Assigned task:
Two lines in the data below mark the range: the one with "let r = (255.0" and the one with "pixel with multi-sampling.". Return both, along with every line between them, exactly.

Records for the task:
/---

//! Core path tracing integrator.
//!
//! Traces rays through the scene, weighting probabilistic scatter
//! events by the sampled density so the Monte Carlo estimate stays
//! unbiased, and passing specular events through untouched.

use crate::{Camera, Color, HitRecord, Hittable, Ray, Scatter};
use haze_math::Interval;
use rand::RngCore;

/// Render configuration.
#[derive(Debug, Clone)]
pub struct RenderConfig {
    /// Samples per pixel for anti-aliasing
    pub samples_per_pixel: u32,
    /// Maximum ray bounce depth
    pub max_depth: u32,
    /// Background color when ray doesn't hit anything
    pub background: Color,
}

impl Default for RenderConfig {
    fn default() -> Self {
        Self {
            samples_per_pixel: 100,
            max_depth: 50,
            background: Color::ZERO,
        }
    }
}

/// Compute the radiance seen along a ray.
pub fn ray_color(
    ray: &Ray,
    world: &dyn Hittable,
    depth: u32,
    config: &RenderConfig,
    rng: &mut dyn RngCore,
) -> Color {
    // Bounce limit: no more light gathered
    if depth == 0 {
        return Color::ZERO;
    }

    let mut rec = HitRecord::default();
    if !world.hit(ray, Interval::new(0.001, f64::INFINITY), &mut rec) {
        return config.background;
    }

    // Emission contributes whether or not the path continues.
    let emitted = rec.material.emitted(ray, &rec, rec.u, rec.v, rec.p);

    let Some(scatter) = rec.material.scatter(ray, &rec, rng) else {
        return emitted;
    };

    match scatter {
        Scatter::Specular { attenuation, ray: specular } => {
            emitted + attenuation * ray_color(&specular, world, depth - 1, config, rng)
        }
        Scatter::Pdf { attenuation, pdf } => {
            let direction = pdf.sample(rng);
            let scattered = Ray::new(rec.p, direction, ray.time());

            let pdf_value = pdf.value(direction);
            if pdf_value <= 0.0 {
                return emitted;
            }

            let scattering_pdf = rec.material.scattering_pdf(ray, &rec, &scattered);
            let incoming = ray_color(&scattered, world, depth - 1, config, rng);

            emitted + attenuation * scattering_pdf * incoming / pdf_value
        }
    }
}

/// Apply gamma correction (gamma = 2.0).
#[inline]
pub fn linear_to_gamma(linear: f64) -> f64 {
    if linear > 0.0 {
        linear.sqrt()
    } else {
        0.0
    }
}

/// Convert a color to 8-bit RGBA.
pub fn color_to_rgba(color: Color) -> [u8; 4] {
    let r = (255.0 * linear_to_gamma(color.x).clamp(0.0, 1.0)) as u8;
    let g = (255.0 * linear_to_gamma(color.y).clamp(0.0, 1.0)) as u8;
    let b = (255.0 * linear_to_gamma(color.z).clamp(0.0, 1.0)) as u8;
    [r, g, b, 255]
}

/// Render a single pixel with multi-sampling.
pub fn render_pixel(
    camera: &Camera,
    world: &dyn Hittable,
    x: u32,
    y: u32,
    config: &RenderConfig,
    rng: &mut dyn RngCore,
) -> Color {
    let mut pixel_color = Color::ZERO;

    for _ in 0..config.samples_per_pixel {
        // Camera.get_ray already adds random offset for anti-aliasing
        let ray = camera.get_ray(x, y, rng);
        pixel_color += ray_color(&ray, world, config.max_depth, config, rng);
    }

    pixel_color / config.samples_per_pixel as f64
}

/// Simple image buffer for storing render output.
pub struct ImageBuffer {
    pub width: u32,
    pub height: u32,
    pub pixels: Vec<Color>,
}

impl ImageBuffer {
    /// Create a new image buffer filled with black.
    pub fn new(width: u32, height: u32) -> Self {
        Self {
            width,
            height,
            pixels: vec![Color::ZERO; (width * height) as usize],
        }
    }

    /// Get the pixel at (x, y).
    pub fn get(&self, x: u32, y: u32) -> Color {
        self.pixels[(y * self.width + x) as usize]
    }

    /// Set the pixel at (x, y).
    pub fn set(&mut self, x: u32, y: u32, color: Color) {
        self.pixels[(y * self.width + x) as usize] = color;
    }

    /// Convert to RGBA bytes (for display or saving).
    pub fn to_rgba(&self) -> Vec<u8> {
        let mut bytes = Vec::with_capacity((self.width * self.height * 4) as usize);
        for color in &self.pixels {
            bytes.extend_from_slice(&color_to_rgba(*color));
        }
        bytes
    }
}

/// Render the entire scene to an image buffer, single threaded.
pub fn render(
    camera: &Camera,
    world: &dyn Hittable,
    config: &RenderConfig,
    rng: &mut dyn RngCore,
) -> ImageBuffer {
    let mut image = ImageBuffer::new(camera.image_width, camera.image_height);

    for y in 0..camera.image_height {
        for x in 0..camera.image_width {
            let color = render_pixel(camera, world, x, y, config, rng);
            image.set(x, y, color);
        }
    }

    image
}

\---

Answer space:
    let r = (255.0 * linear_to_gamma(color.x).clamp(0.0, 1.0)) as u8;
    let g = (255.0 * linear_to_gamma(color.y).clamp(0.0, 1.0)) as u8;
    let b = (255.0 * linear_to_gamma(color.z).clamp(0.0, 1.0)) as u8;
    [r, g, b, 255]
}

/// Render a single pixel with multi-sampling.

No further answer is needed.